Other schools putting sustainability at the core of their fashion design, production and business programs include Lethbridge College in Alberta and the London College of Fashion. But there are still far too few of them to flip the industry on its head, advocates say. 

A lot of the work going into educating the public, students and brands about the importance of sustainability in fashion is coming from outside of school systems. The Ellen MacArthur Foundation has been working with a number of brands and universities to encourage a transition to a circular economy, recognizing the need to move away from a “take-make-waste” model of production and consumption. Through online resources and collaboration with universities around the world, such as the University of Montreal and the University of Chile, the foundation equips students with the knowledge and skills to build a society and economy with the concepts of sustainability and a circular economy at the core of their values. 

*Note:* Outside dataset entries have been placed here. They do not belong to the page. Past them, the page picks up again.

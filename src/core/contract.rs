//! Tradable instruments and the sealed instrument registry
use std::collections::HashMap;
use std::fmt::{self, Formatter};
use std::sync::atomic::{AtomicU64, Ordering};

use serde::{Deserialize, Serialize};

use crate::core::common::ProductType;
use crate::core::errors::CtpCoreError;

//==================================================================================================
/// A tradable instrument. Immutable once registered; the current margin rates
/// live in side cells of the table (see `ContractTable::update_margin_rate`)
/// because the broker reports them after registration.
#[derive(Serialize, Deserialize, Clone, Debug, Default)]
pub struct Contract {
    /// Dense table index, the hot-path key. Assigned by `ContractTable::insert`.
    pub index: u32,
    pub ticker: String,
    pub exchange: String,
    pub name: String,
    pub product_type: ProductType,
    /// Contract multiplier.
    pub size: i32,
    pub price_tick: f64,
    pub max_market_order_volume: i32,
    pub min_market_order_volume: i32,
    pub max_limit_order_volume: i32,
    pub min_limit_order_volume: i32,
    pub delivery_year: i32,
    pub delivery_month: i32,
    pub long_margin_rate: f64,
    pub short_margin_rate: f64,
}

impl fmt::Display for Contract {
    fn fmt(&self, f: &mut Formatter<'_>) -> fmt::Result {
        write!(
            f,
            "{}.{} (index {}, {}, size {}, tick {})",
            self.ticker, self.exchange, self.index, self.product_type, self.size, self.price_tick
        )
    }
}

//==================================================================================================
struct MarginCell {
    long_bits: AtomicU64,
    short_bits: AtomicU64,
}

impl MarginCell {
    fn new(long: f64, short: f64) -> Self {
        MarginCell {
            long_bits: AtomicU64::new(long.to_bits()),
            short_bits: AtomicU64::new(short.to_bits()),
        }
    }
}

//==================================================================================================
/// Write-once-at-startup, read-many instrument registry.
///
/// The table is built with `insert` while exclusively owned, then sealed by
/// moving it into an `Arc`; shared ownership makes further inserts impossible
/// and every lookup lock-free. Margin rates are the one field the broker
/// updates after sealing, so they sit in atomic cells beside the contracts.
#[derive(Default)]
pub struct ContractTable {
    contracts: Vec<Contract>,
    by_ticker: HashMap<String, u32>,
    margin: Vec<MarginCell>,
}

impl ContractTable {
    pub fn new() -> Self {
        ContractTable::default()
    }

    //----------------------------------------------------------------------------------------------
    /// Registers a contract and assigns its dense index. Fails on a duplicate
    /// (ticker, exchange) pair or a non-positive multiplier.
    pub fn insert(&mut self, mut contract: Contract) -> Result<u32, CtpCoreError> {
        if contract.size <= 0 {
            return Err(CtpCoreError::Table(format!(
                "invalid multiplier {} for {}",
                contract.size, contract.ticker
            )));
        }
        if self
            .contracts
            .iter()
            .any(|c| c.ticker == contract.ticker && c.exchange == contract.exchange)
        {
            return Err(CtpCoreError::Table(format!(
                "duplicate contract {}.{}",
                contract.ticker, contract.exchange
            )));
        }

        let index = self.contracts.len() as u32;
        contract.index = index;
        // The same ticker may list on more than one exchange; the first
        // registration keeps the ticker-only lookup slot.
        self.by_ticker.entry(contract.ticker.clone()).or_insert(index);
        self.margin
            .push(MarginCell::new(contract.long_margin_rate, contract.short_margin_rate));
        self.contracts.push(contract);
        Ok(index)
    }

    //----------------------------------------------------------------------------------------------
    pub fn get_by_index(&self, index: u32) -> Option<&Contract> {
        self.contracts.get(index as usize)
    }

    //----------------------------------------------------------------------------------------------
    /// Ticker-only lookup. When the same ticker lists on several exchanges,
    /// this resolves to the first-registered contract.
    pub fn get_by_ticker(&self, ticker: &str) -> Option<&Contract> {
        self.by_ticker
            .get(ticker)
            .and_then(|&i| self.contracts.get(i as usize))
    }

    //----------------------------------------------------------------------------------------------
    /// Current (long, short) margin rates for a contract.
    pub fn margin_rate(&self, index: u32) -> Option<(f64, f64)> {
        self.margin.get(index as usize).map(|cell| {
            (
                f64::from_bits(cell.long_bits.load(Ordering::Acquire)),
                f64::from_bits(cell.short_bits.load(Ordering::Acquire)),
            )
        })
    }

    //----------------------------------------------------------------------------------------------
    /// Stores margin rates reported by the broker. Works through `&self` so a
    /// sealed (shared) table stays updatable for this one field.
    pub fn update_margin_rate(&self, index: u32, long: f64, short: f64) -> bool {
        match self.margin.get(index as usize) {
            Some(cell) => {
                cell.long_bits.store(long.to_bits(), Ordering::Release);
                cell.short_bits.store(short.to_bits(), Ordering::Release);
                true
            }
            None => false,
        }
    }

    //----------------------------------------------------------------------------------------------
    pub fn len(&self) -> usize {
        self.contracts.len()
    }

    pub fn is_empty(&self) -> bool {
        self.contracts.is_empty()
    }
}
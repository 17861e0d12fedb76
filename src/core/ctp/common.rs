//! Wire-level field structs and codes of the CTP trader/md front.
//!
//! Only the fields the core consumes are modeled. Human-readable fields
//! (`error_msg`, `instrument_name`, `status_msg`) arrive GB2312-encoded and
//! are kept as raw bytes until `gb2312_to_utf8` decodes them at the adapter
//! boundary. `order_ref` is the decimal-ASCII rendering of the adapter's
//! integer handle and must round-trip exactly.
use encoding::all::GBK;
use encoding::{DecoderTrap, Encoding};
use num_derive::FromPrimitive;

use crate::core::common::{Direction, Offset, OrderType, ProductType};
use crate::core::errors::CtpCoreError;

//==================================================================================================
// Single-byte codes used by the front. Values are the authentic wire bytes.

#[repr(u8)]
#[derive(FromPrimitive, Clone, Copy, Debug, PartialEq, Eq)]
pub enum CtpOrderStatus {
    AllTraded = b'0',
    PartTradedQueueing = b'1',
    PartTradedNotQueueing = b'2',
    NoTradeQueueing = b'3',
    NoTradeNotQueueing = b'4',
    Canceled = b'5',
    Unknown = b'a',
    NotTouched = b'b',
    Touched = b'c',
}

#[repr(u8)]
#[derive(FromPrimitive, Clone, Copy, Debug, PartialEq, Eq)]
pub enum CtpSubmitStatus {
    InsertSubmitted = b'0',
    CancelSubmitted = b'1',
    ModifySubmitted = b'2',
    Accepted = b'3',
    InsertRejected = b'4',
    CancelRejected = b'5',
    ModifyRejected = b'6',
}

pub const CTP_DIRECTION_BUY: u8 = b'0';
pub const CTP_DIRECTION_SELL: u8 = b'1';

pub const CTP_OFFSET_OPEN: u8 = b'0';
pub const CTP_OFFSET_CLOSE: u8 = b'1';
pub const CTP_OFFSET_CLOSE_TODAY: u8 = b'3';
pub const CTP_OFFSET_CLOSE_YESTERDAY: u8 = b'4';

pub const CTP_PRICE_ANY: u8 = b'1';
pub const CTP_PRICE_LIMIT: u8 = b'2';
pub const CTP_PRICE_BEST: u8 = b'3';

pub const CTP_TC_IOC: u8 = b'1';
pub const CTP_TC_GFD: u8 = b'3';

pub const CTP_VC_ANY: u8 = b'1';
pub const CTP_VC_COMPLETE: u8 = b'3';

pub const CTP_CC_IMMEDIATELY: u8 = b'1';
pub const CTP_FCC_NOT_FORCE_CLOSE: u8 = b'0';
pub const CTP_HF_SPECULATION: u8 = b'1';
pub const CTP_AF_DELETE: u8 = b'0';

pub const CTP_POSI_DIRECTION_LONG: u8 = b'2';
pub const CTP_POSI_DIRECTION_SHORT: u8 = b'3';

pub const CTP_PRODUCT_FUTURES: u8 = b'1';
pub const CTP_PRODUCT_OPTIONS: u8 = b'2';

//==================================================================================================
// Conversions between crate enums and wire bytes.

pub fn to_ctp_direction(direction: Direction) -> u8 {
    match direction {
        Direction::Buy => CTP_DIRECTION_BUY,
        Direction::Sell => CTP_DIRECTION_SELL,
    }
}

pub fn from_ctp_direction(code: u8) -> Option<Direction> {
    match code {
        CTP_DIRECTION_BUY => Some(Direction::Buy),
        CTP_DIRECTION_SELL => Some(Direction::Sell),
        _ => None,
    }
}

pub fn to_ctp_offset(offset: Offset) -> u8 {
    match offset {
        Offset::Open => CTP_OFFSET_OPEN,
        Offset::Close => CTP_OFFSET_CLOSE,
        Offset::CloseToday => CTP_OFFSET_CLOSE_TODAY,
        Offset::CloseYesterday => CTP_OFFSET_CLOSE_YESTERDAY,
    }
}

pub fn from_ctp_offset(code: u8) -> Option<Offset> {
    match code {
        CTP_OFFSET_OPEN => Some(Offset::Open),
        CTP_OFFSET_CLOSE => Some(Offset::Close),
        CTP_OFFSET_CLOSE_TODAY => Some(Offset::CloseToday),
        CTP_OFFSET_CLOSE_YESTERDAY => Some(Offset::CloseYesterday),
        _ => None,
    }
}

pub fn to_ctp_price_type(order_type: OrderType) -> u8 {
    match order_type {
        OrderType::Market => CTP_PRICE_ANY,
        OrderType::Limit | OrderType::Fak | OrderType::Fok => CTP_PRICE_LIMIT,
        OrderType::Best => CTP_PRICE_BEST,
    }
}

pub fn from_ctp_product_class(code: u8) -> ProductType {
    match code {
        CTP_PRODUCT_OPTIONS => ProductType::Option,
        _ => ProductType::Future,
    }
}

//==================================================================================================
/// Decodes a GB2312/GBK byte field into UTF-8, replacing anything malformed.
pub fn gb2312_to_utf8(bytes: &[u8]) -> String {
    GBK.decode(bytes, DecoderTrap::Replace)
        .unwrap_or_else(|_| String::new())
}

/// Parses the decimal-ASCII `order_ref` wire field back into the adapter's
/// integer handle.
pub fn parse_order_ref(order_ref: &str) -> Result<i32, CtpCoreError> {
    Ok(order_ref.parse::<i32>()?)
}

//==================================================================================================
#[derive(Clone, Debug, Default)]
pub struct RspInfoField {
    pub error_id: i32,
    /// GB2312 bytes.
    pub error_msg: Vec<u8>,
}

/// A response is an error when it carries a non-zero error id.
pub fn is_error_rsp(rsp_info: Option<&RspInfoField>) -> bool {
    rsp_info.map_or(false, |rsp| rsp.error_id != 0)
}

/// Decoded error message of a response, empty when there is none.
pub fn rsp_error_msg(rsp_info: Option<&RspInfoField>) -> String {
    rsp_info.map_or_else(String::new, |rsp| gb2312_to_utf8(&rsp.error_msg))
}

//==================================================================================================
// Request fields.

#[derive(Clone, Debug, Default)]
pub struct ReqAuthenticateField {
    pub broker_id: String,
    pub user_id: String,
    pub auth_code: String,
    pub app_id: String,
}

#[derive(Clone, Debug, Default)]
pub struct ReqUserLoginField {
    pub broker_id: String,
    pub user_id: String,
    pub password: String,
}

#[derive(Clone, Debug, Default)]
pub struct UserLogoutField {
    pub broker_id: String,
    pub user_id: String,
}

#[derive(Clone, Debug, Default)]
pub struct QrySettlementInfoField {
    pub broker_id: String,
    pub investor_id: String,
}

#[derive(Clone, Debug, Default)]
pub struct SettlementInfoConfirmField {
    pub broker_id: String,
    pub investor_id: String,
}

#[derive(Clone, Debug, Default)]
pub struct InputOrderField {
    pub broker_id: String,
    pub investor_id: String,
    pub instrument_id: String,
    pub exchange_id: String,
    pub order_ref: String,
    pub order_price_type: u8,
    pub direction: u8,
    pub comb_offset_flag: u8,
    pub comb_hedge_flag: u8,
    pub limit_price: f64,
    pub volume_total_original: i32,
    pub time_condition: u8,
    pub volume_condition: u8,
    pub min_volume: i32,
    pub contingent_condition: u8,
    pub force_close_reason: u8,
    pub is_auto_suspend: i32,
    pub user_force_close: i32,
}

#[derive(Clone, Debug, Default)]
pub struct InputOrderActionField {
    pub broker_id: String,
    pub investor_id: String,
    pub instrument_id: String,
    pub exchange_id: String,
    pub order_ref: String,
    /// Exchange order id; used instead of `order_ref` for the startup sweep.
    pub order_sys_id: String,
    pub action_flag: u8,
    pub front_id: i32,
    pub session_id: i32,
}

#[derive(Clone, Debug, Default)]
pub struct QryInstrumentField {
    pub instrument_id: String,
    pub exchange_id: String,
}

#[derive(Clone, Debug, Default)]
pub struct QryInvestorPositionField {
    pub broker_id: String,
    pub investor_id: String,
    pub instrument_id: String,
    pub exchange_id: String,
}

#[derive(Clone, Debug, Default)]
pub struct QryTradingAccountField {
    pub broker_id: String,
    pub investor_id: String,
}

#[derive(Clone, Debug, Default)]
pub struct QryOrderField {
    pub broker_id: String,
    pub investor_id: String,
}

#[derive(Clone, Debug, Default)]
pub struct QryTradeField {
    pub broker_id: String,
    pub investor_id: String,
}

#[derive(Clone, Debug, Default)]
pub struct QryInstrumentMarginRateField {
    pub broker_id: String,
    pub investor_id: String,
    pub instrument_id: String,
    pub exchange_id: String,
    pub hedge_flag: u8,
}

//==================================================================================================
// Response / report fields.

#[derive(Clone, Debug, Default)]
pub struct RspAuthenticateField {
    pub broker_id: String,
    pub user_id: String,
    pub app_id: String,
}

#[derive(Clone, Debug, Default)]
pub struct RspUserLoginField {
    pub trading_day: String,
    pub front_id: i32,
    pub session_id: i32,
    /// Highest order ref used in this session so far, decimal ASCII.
    pub max_order_ref: String,
}

#[derive(Clone, Debug, Default)]
pub struct SettlementInfoField {
    pub trading_day: String,
    /// GB2312 bytes; may arrive chunked over several responses.
    pub content: Vec<u8>,
}

#[derive(Clone, Debug, Default)]
pub struct OrderField {
    pub broker_id: String,
    pub investor_id: String,
    pub instrument_id: String,
    pub exchange_id: String,
    pub order_ref: String,
    pub order_sys_id: String,
    pub order_submit_status: u8,
    pub order_status: u8,
    pub volume_total_original: i32,
    pub volume_traded: i32,
    pub insert_time: String,
    /// GB2312 bytes.
    pub status_msg: Vec<u8>,
}

#[derive(Clone, Debug, Default)]
pub struct TradeField {
    pub broker_id: String,
    pub investor_id: String,
    pub instrument_id: String,
    pub exchange_id: String,
    pub order_ref: String,
    pub trade_id: String,
    pub direction: u8,
    pub offset_flag: u8,
    pub price: f64,
    pub volume: i32,
    pub trade_time: String,
}

#[derive(Clone, Debug, Default)]
pub struct InstrumentField {
    pub instrument_id: String,
    pub exchange_id: String,
    /// GB2312 bytes.
    pub instrument_name: Vec<u8>,
    pub product_class: u8,
    pub volume_multiple: i32,
    pub price_tick: f64,
    pub max_market_order_volume: i32,
    pub min_market_order_volume: i32,
    pub max_limit_order_volume: i32,
    pub min_limit_order_volume: i32,
    pub delivery_year: i32,
    pub delivery_month: i32,
}

#[derive(Clone, Debug, Default)]
pub struct InvestorPositionField {
    pub instrument_id: String,
    pub posi_direction: u8,
    pub position: i32,
    pub yd_position: i32,
    pub today_position: i32,
    pub long_frozen: i32,
    pub short_frozen: i32,
    pub position_cost: f64,
    pub position_profit: f64,
}

#[derive(Clone, Debug, Default)]
pub struct TradingAccountField {
    pub account_id: String,
    pub balance: f64,
    pub frozen_cash: f64,
    pub frozen_margin: f64,
    pub frozen_commission: f64,
}

#[derive(Clone, Debug, Default)]
pub struct InstrumentMarginRateField {
    pub instrument_id: String,
    pub long_margin_ratio_by_money: f64,
    pub short_margin_ratio_by_money: f64,
}

#[derive(Clone, Debug, Default)]
pub struct SpecificInstrumentField {
    pub instrument_id: String,
}

#[derive(Clone, Debug, Default)]
pub struct DepthMarketDataField {
    pub instrument_id: String,
    pub update_time: String,
    pub last_price: f64,
    pub volume: i64,
    pub turnover: f64,
    pub open_interest: f64,
    pub bid_price1: f64,
    pub bid_volume1: i32,
    pub ask_price1: f64,
    pub ask_volume1: i32,
}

Still, more schools and universities need to recognize the future of business and forces of change and train students accordingly. 

“I attended the Copenhagen Fashion Summit [last May], and I was so surprised to see that education leaders were still only talking about introducing sustainability courses. At this point, we need interest at the program stage, not just the course stage,” McNeil-Morin says. 

Regenerative fabrics, upcycling, recycling, as well as slow-fashion business models all must become central to fashion programs so that students can bring these practices to the industry when they graduate. With scientists suggesting that we have 10 years left to bend the climate crisis curve, we need all hands on deck – including the next generation of fashion industry leaders. 

Shreya Kalra is a journalist based in Toronto writing on the environment, women, children and social issues.